Month: January 2012
Sunday night I had to work and about 9:30 I called home to visit with Patrick and see how the kids were. He shared with me that he heard Angel and Caleb talking…
Angel: I’ll be the princess and you be the prince.
Caleb. No! I’ll be the princess and you be the prince.
We were playing with puzzles and Angel was working on an alphabet one. She got all of the letters done and realized we were missing the letter X. I told her that we lost that letter and she kept asking me to help her find it. I kept telling her that I was sorry but that we had lost it and that it was gone.
She was beginning to get exasperated with me and said, “Mom, it has to be here somewhere, it doesn’t have legs.”
If my children walk up to you, stick their behind out and say “sshhhh”, they are just pretending to be skunks and you just got sprayed.
(Lord have mercy.)
After scolding Caleb about something he said, “Mama, I’m going to go live with Grama.”
I asked him why. He said, “Because you yell at me all the time.”

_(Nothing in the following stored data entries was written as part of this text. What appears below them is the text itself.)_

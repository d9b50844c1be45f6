pub mod youtube;

use std::io;
use std::path::{Path, PathBuf};
use std::sync::Arc;
use std::time::Duration;

use indicatif::{ProgressBar, ProgressStyle};
use log::{info, warn};
use serde_json::json;
use thiserror::Error;

use crate::auth::AuthError;
use crate::config::{self, UploadDefaults};

pub type VideoId = String;

const UPLOAD_LIMIT_MARKERS: [&str; 2] = [
    "uploadLimitExceeded",
    "exceeded the number of videos they may upload",
];

pub const UPLOAD_LIMIT_MESSAGE: &str = "Лимит отправки видео на YouTube";

/// Everything the video host needs to publish one file.
#[derive(Debug, Clone, PartialEq, Eq)]
pub struct UploadRequest {
    pub file_path: PathBuf,
    pub title: String,
    pub description: String,
    pub category_id: String,
    pub visibility: String,
    pub made_for_kids: bool,
    pub tags: Vec<String>,
}

impl UploadRequest {
    /// An empty title falls back to the file name; titles are cut to 100 chars.
    pub fn new(file_path: &Path, title: &str, description: &str, defaults: &UploadDefaults) -> Self {
        let title = if title.trim().is_empty() {
            file_path
                .file_name()
                .map(|n| n.to_string_lossy().into_owned())
                .unwrap_or_default()
        } else {
            title.to_string()
        };

        Self {
            file_path: file_path.to_path_buf(),
            title: title.chars().take(config::MAX_TITLE_CHARS).collect(),
            description: description.to_string(),
            category_id: defaults.category_id.clone(),
            visibility: defaults.visibility.clone(),
            made_for_kids: defaults.made_for_kids,
            tags: defaults.tags.clone(),
        }
    }

    /// `snippet` + `status` body of a `videos.insert` call.
    pub fn metadata(&self) -> serde_json::Value {
        let mut snippet = json!({
            "title": self.title,
            "description": self.description,
            "categoryId": self.category_id,
        });
        if !self.tags.is_empty() {
            snippet["tags"] = json!(self.tags);
        }
        json!({
            "snippet": snippet,
            "status": {
                "privacyStatus": self.visibility,
                "selfDeclaredMadeForKids": self.made_for_kids,
            }
        })
    }
}

/// A failed chunk request. Everything except an upload-limit signal is retried.
#[derive(Error, Debug, Clone)]
#[error("{message}")]
pub struct ChunkError {
    pub status: Option<u16>,
    pub message: String,
    pub body: String,
}

impl ChunkError {
    pub fn new(message: impl Into<String>) -> Self {
        Self {
            status: None,
            message: message.into(),
            body: String::new(),
        }
    }

    pub fn with_response(status: u16, body: impl Into<String>) -> Self {
        let body = body.into();
        Self {
            status: Some(status),
            message: format!("upload request returned {status}: {body}"),
            body,
        }
    }

    pub fn is_upload_limit(&self) -> bool {
        UPLOAD_LIMIT_MARKERS
            .iter()
            .any(|m| self.body.contains(m) || self.message.contains(m))
    }
}

impl From<reqwest::Error> for ChunkError {
    fn from(e: reqwest::Error) -> Self {
        Self {
            status: e.status().map(|s| s.as_u16()),
            message: e.to_string(),
            body: String::new(),
        }
    }
}

#[derive(Error, Debug)]
pub enum UploadError {
    #[error("{0}")]
    LimitExceeded(String),
    #[error("upload gave up after {attempts} failed attempts: {last}")]
    RetriesExhausted { attempts: u32, last: ChunkError },
    #[error("cannot read upload file: {0}")]
    Io(#[from] io::Error),
}

/// Result of one successful chunk request.
#[derive(Debug, Clone, PartialEq, Eq)]
pub enum ChunkProgress {
    /// More data remains; `bytes_sent` is what the host has confirmed so far.
    Pending { bytes_sent: u64 },
    Done(VideoId),
}

/// An open resumable upload. Each call sends the next outstanding chunk; a
/// failed call leaves the position unchanged so the same chunk is retried.
pub trait UploadSession {
    fn total_bytes(&self) -> u64;
    fn next_chunk(&mut self) -> Result<ChunkProgress, ChunkError>;
}

/// A video platform able to start resumable uploads.
pub trait VideoHost: Send {
    fn open_session(
        &self,
        request: &UploadRequest,
        chunk_size: usize,
    ) -> Result<Box<dyn UploadSession>, UploadError>;
}

/// Hands out an authorised [`VideoHost`]. Called once per job, before any
/// chunk is sent.
pub trait CredentialProvider: Send + Sync {
    fn upload_client(&self) -> Result<Box<dyn VideoHost>, AuthError>;
}

/// How transient chunk failures are retried.
#[derive(Debug, Clone, Copy, PartialEq, Eq)]
pub struct RetryPolicy {
    /// Consecutive failures tolerated on one chunk. `None` retries forever.
    pub max_retries: Option<u32>,
    pub backoff: Duration,
}

impl RetryPolicy {
    /// Retry every transient failure; only the upload limit stops the loop.
    pub fn unbounded(backoff: Duration) -> Self {
        Self {
            max_retries: None,
            backoff,
        }
    }

    pub fn bounded(max_retries: u32, backoff: Duration) -> Self {
        Self {
            max_retries: Some(max_retries),
            backoff,
        }
    }

    fn allows(&self, failures: u32) -> bool {
        self.max_retries.map_or(true, |max| failures <= max)
    }
}

impl Default for RetryPolicy {
    fn default() -> Self {
        Self::unbounded(config::UPLOAD_BACKOFF)
    }
}

type Sleeper = Arc<dyn Fn(Duration) + Send + Sync>;

/// Drives an [`UploadSession`] to completion.
#[derive(Clone)]
pub struct ChunkedUploader {
    chunk_size: usize,
    policy: RetryPolicy,
    sleeper: Sleeper,
    show_progress: bool,
}

impl Default for ChunkedUploader {
    fn default() -> Self {
        Self {
            chunk_size: config::UPLOAD_CHUNK_SIZE,
            policy: RetryPolicy::default(),
            sleeper: Arc::new(std::thread::sleep),
            show_progress: true,
        }
    }
}

impl ChunkedUploader {
    pub fn with_chunk_size(mut self, chunk_size: usize) -> Self {
        self.chunk_size = chunk_size;
        self
    }

    pub fn with_policy(mut self, policy: RetryPolicy) -> Self {
        self.policy = policy;
        self
    }

    pub fn with_sleeper(mut self, sleeper: impl Fn(Duration) + Send + Sync + 'static) -> Self {
        self.sleeper = Arc::new(sleeper);
        self
    }

    pub fn with_progress(mut self, show: bool) -> Self {
        self.show_progress = show;
        self
    }

    pub fn upload(&self, host: &dyn VideoHost, request: &UploadRequest) -> Result<VideoId, UploadError> {
        info!(
            "uploading {} as \"{}\"",
            request.file_path.display(),
            request.title
        );
        let mut session = host.open_session(request, self.chunk_size)?;

        let progress = self.progress_bar(session.total_bytes());
        let mut failures = 0u32;

        loop {
            match session.next_chunk() {
                Ok(ChunkProgress::Pending { bytes_sent }) => {
                    failures = 0;
                    progress.set_position(bytes_sent);
                }
                Ok(ChunkProgress::Done(video_id)) => {
                    progress.finish_and_clear();
                    info!("upload complete, video id {}", video_id);
                    return Ok(video_id);
                }
                Err(e) if e.is_upload_limit() => {
                    progress.abandon();
                    warn!("upload limit reached: {}", e);
                    return Err(UploadError::LimitExceeded(UPLOAD_LIMIT_MESSAGE.to_string()));
                }
                Err(e) => {
                    failures += 1;
                    if !self.policy.allows(failures) {
                        progress.abandon();
                        return Err(UploadError::RetriesExhausted {
                            attempts: failures,
                            last: e,
                        });
                    }
                    warn!("retrying upload chunk (attempt {}): {}", failures + 1, e);
                    (self.sleeper)(self.policy.backoff);
                }
            }
        }
    }

    fn progress_bar(&self, total: u64) -> ProgressBar {
        if !self.show_progress {
            return ProgressBar::hidden();
        }
        let pb = ProgressBar::new(total);
        if let Ok(style) = ProgressStyle::default_bar()
            .template("[{elapsed_precise}] {bar:40.cyan/blue} {bytes}/{total_bytes} ({eta})")
        {
            pb.set_style(style.progress_chars("##-"));
        }
        pb
    }
}

#[cfg(test)]
pub(crate) mod tests {
    use super::*;
    use std::collections::VecDeque;
    use std::sync::Mutex;

    /// Scripted session: pops one result per chunk request.
    pub(crate) struct ScriptedSession {
        pub script: VecDeque<Result<ChunkProgress, ChunkError>>,
        pub calls: Arc<Mutex<u32>>,
    }

    impl UploadSession for ScriptedSession {
        fn total_bytes(&self) -> u64 {
            100
        }

        fn next_chunk(&mut self) -> Result<ChunkProgress, ChunkError> {
            *self.calls.lock().unwrap() += 1;
            self.script
                .pop_front()
                .unwrap_or_else(|| Err(ChunkError::new("script exhausted")))
        }
    }

    pub(crate) struct ScriptedHost {
        pub script: Mutex<Option<VecDeque<Result<ChunkProgress, ChunkError>>>>,
        pub calls: Arc<Mutex<u32>>,
        pub requests: Arc<Mutex<Vec<UploadRequest>>>,
    }

    impl ScriptedHost {
        pub(crate) fn new(script: Vec<Result<ChunkProgress, ChunkError>>) -> Self {
            Self {
                script: Mutex::new(Some(script.into())),
                calls: Arc::new(Mutex::new(0)),
                requests: Arc::new(Mutex::new(Vec::new())),
            }
        }
    }

    impl VideoHost for ScriptedHost {
        fn open_session(
            &self,
            request: &UploadRequest,
            _chunk_size: usize,
        ) -> Result<Box<dyn UploadSession>, UploadError> {
            self.requests.lock().unwrap().push(request.clone());
            let script = self.script.lock().unwrap().take().unwrap_or_default();
            Ok(Box::new(ScriptedSession {
                script,
                calls: self.calls.clone(),
            }))
        }
    }

    fn recording_uploader() -> (ChunkedUploader, Arc<Mutex<Vec<Duration>>>) {
        let waits = Arc::new(Mutex::new(Vec::new()));
        let recorded = waits.clone();
        let uploader = ChunkedUploader::default()
            .with_progress(false)
            .with_sleeper(move |d| recorded.lock().unwrap().push(d));
        (uploader, waits)
    }

    fn request() -> UploadRequest {
        UploadRequest::new(Path::new("/tmp/v.mp4"), "T", "D", &UploadDefaults::default())
    }

    #[test]
    fn test_title_truncated_to_100_chars() {
        let long: String = "я".repeat(150);
        let req = UploadRequest::new(Path::new("/tmp/v.mp4"), &long, "", &UploadDefaults::default());
        assert_eq!(req.title.chars().count(), 100);
    }

    #[test]
    fn test_empty_title_uses_file_name() {
        let req = UploadRequest::new(Path::new("/videos/clip01.mp4"), "  ", "", &UploadDefaults::default());
        assert_eq!(req.title, "clip01.mp4");
        assert_eq!(req.description, "");
    }

    #[test]
    fn test_metadata_shape() {
        let meta = request().metadata();
        assert_eq!(meta["snippet"]["title"], "T");
        assert_eq!(meta["snippet"]["categoryId"], "22");
        assert_eq!(meta["snippet"]["tags"][0], "Shorts");
        assert_eq!(meta["status"]["privacyStatus"], "public");
        assert_eq!(meta["status"]["selfDeclaredMadeForKids"], false);
    }

    #[test]
    fn test_upload_limit_markers() {
        assert!(ChunkError::with_response(400, r#"{"reason":"uploadLimitExceeded"}"#).is_upload_limit());
        assert!(ChunkError::with_response(
            400,
            "The user has exceeded the number of videos they may upload."
        )
        .is_upload_limit());
        assert!(!ChunkError::with_response(500, "backend error").is_upload_limit());
        assert!(!ChunkError::new("connection reset").is_upload_limit());
    }

    #[test]
    fn test_transient_failures_retried_until_success() {
        let host = ScriptedHost::new(vec![
            Err(ChunkError::new("reset")),
            Err(ChunkError::with_response(503, "unavailable")),
            Ok(ChunkProgress::Pending { bytes_sent: 50 }),
            Err(ChunkError::new("timeout")),
            Ok(ChunkProgress::Done("vid-1".into())),
        ]);
        let (uploader, waits) = recording_uploader();

        let id = uploader.upload(&host, &request()).unwrap();
        assert_eq!(id, "vid-1");
        assert_eq!(*host.calls.lock().unwrap(), 5);
        assert_eq!(*waits.lock().unwrap(), vec![config::UPLOAD_BACKOFF; 3]);
    }

    #[test]
    fn test_upload_limit_stops_immediately() {
        let host = ScriptedHost::new(vec![
            Err(ChunkError::new("reset")),
            Err(ChunkError::with_response(403, "uploadLimitExceeded")),
            Ok(ChunkProgress::Done("never".into())),
        ]);
        let (uploader, waits) = recording_uploader();

        match uploader.upload(&host, &request()) {
            Err(UploadError::LimitExceeded(msg)) => assert_eq!(msg, UPLOAD_LIMIT_MESSAGE),
            other => panic!("expected limit error, got {other:?}"),
        }
        assert_eq!(*host.calls.lock().unwrap(), 2);
        assert_eq!(waits.lock().unwrap().len(), 1);
    }

    #[test]
    fn test_bounded_policy_gives_up() {
        let host = ScriptedHost::new(vec![
            Err(ChunkError::new("a")),
            Err(ChunkError::new("b")),
            Err(ChunkError::new("c")),
        ]);
        let (uploader, waits) = recording_uploader();
        let uploader = uploader.with_policy(RetryPolicy::bounded(2, Duration::from_millis(1)));

        match uploader.upload(&host, &request()) {
            Err(UploadError::RetriesExhausted { attempts, last }) => {
                assert_eq!(attempts, 3);
                assert_eq!(last.message, "c");
            }
            other => panic!("expected exhaustion, got {other:?}"),
        }
        assert_eq!(waits.lock().unwrap().len(), 2);
    }

    #[test]
    fn test_progress_resets_failure_count() {
        let host = ScriptedHost::new(vec![
            Err(ChunkError::new("a")),
            Ok(ChunkProgress::Pending { bytes_sent: 10 }),
            Err(ChunkError::new("b")),
            Ok(ChunkProgress::Done("vid-2".into())),
        ]);
        let (uploader, _) = recording_uploader();
        let uploader = uploader.with_policy(RetryPolicy::bounded(1, Duration::ZERO));
        assert_eq!(uploader.upload(&host, &request()).unwrap(), "vid-2");
    }
}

(Hopefully that’s not really true, but it certainly made me stop in my tracks and every time now that I start to raise my voice I think about what he said. Can’t be having my 3-year old move out on us already!)
Both kids, but especially Caleb, is obsessed with my anatomy books. We found a kid’s encyclopedia at the library on the human body and it’s his favorite book. He calls it “the bone book” and we have to read it about ten times a day. He likes to repeat the stories of when Daddy hurt his knee and hurt his back and broke his collarbone.
We had to switch ballet classes because of my school schedule and so now we go on Saturdays instead of Mondays. This also means that Angel has a new teacher. Ms Megan is pretty awesome but after three weeks Angel is still having a hard time with not having Ms Amanda as her teacher. She said to me last Friday night when I reminded her we had dance the next day, “But mom, I really think Ms Amanda wants me to go to her Monday class.”
Caleb is all about stealing food lately. Not only during the day but in the middle of the night he’ll wake up and help himself to “crunchy thingies.” (Cinnamon Toast Crunch) We’ll find them all crunched up in his bed (or our bed) the next morning. He’s also started pushing one of the stools up to the counter, climbing up and helping himself to food that’s in the high cupboards.
I was having a crabby moment (or two) as we were running around trying to get out of the house so I wasn’t late for class. The kids were waiting in the garage and I came out to hear them singing, “If you’re happy and you know it…” at the top of the their lungs. As I buckled them in the car they continued to sing and as they lifted their hands in the air and yelled, “SAY AMEN!”, I couldn’t help but thank Jesus for these amazing little blessings He’s given me!
I love working on the weekends because it means I get to be home with my babies during the week. I don’t love working on the weekends because the time goes so fast and I miss my family.
So not much for a weekend wrap up this weekend. But lucky you I’m going to find other stuff to talk about. Ha!
Date night Friday night. Grama Barb is a rock star. Movie and popcorn. Regardless of how unromantic my favorite date ever is going to a movie. Angel dance on Saturday. Cleaning. Resting. Studying. Work. Church on Sunday. Not home til 3:00. Kids sleep. Daddy sleeps. Mommy off to work. Studying.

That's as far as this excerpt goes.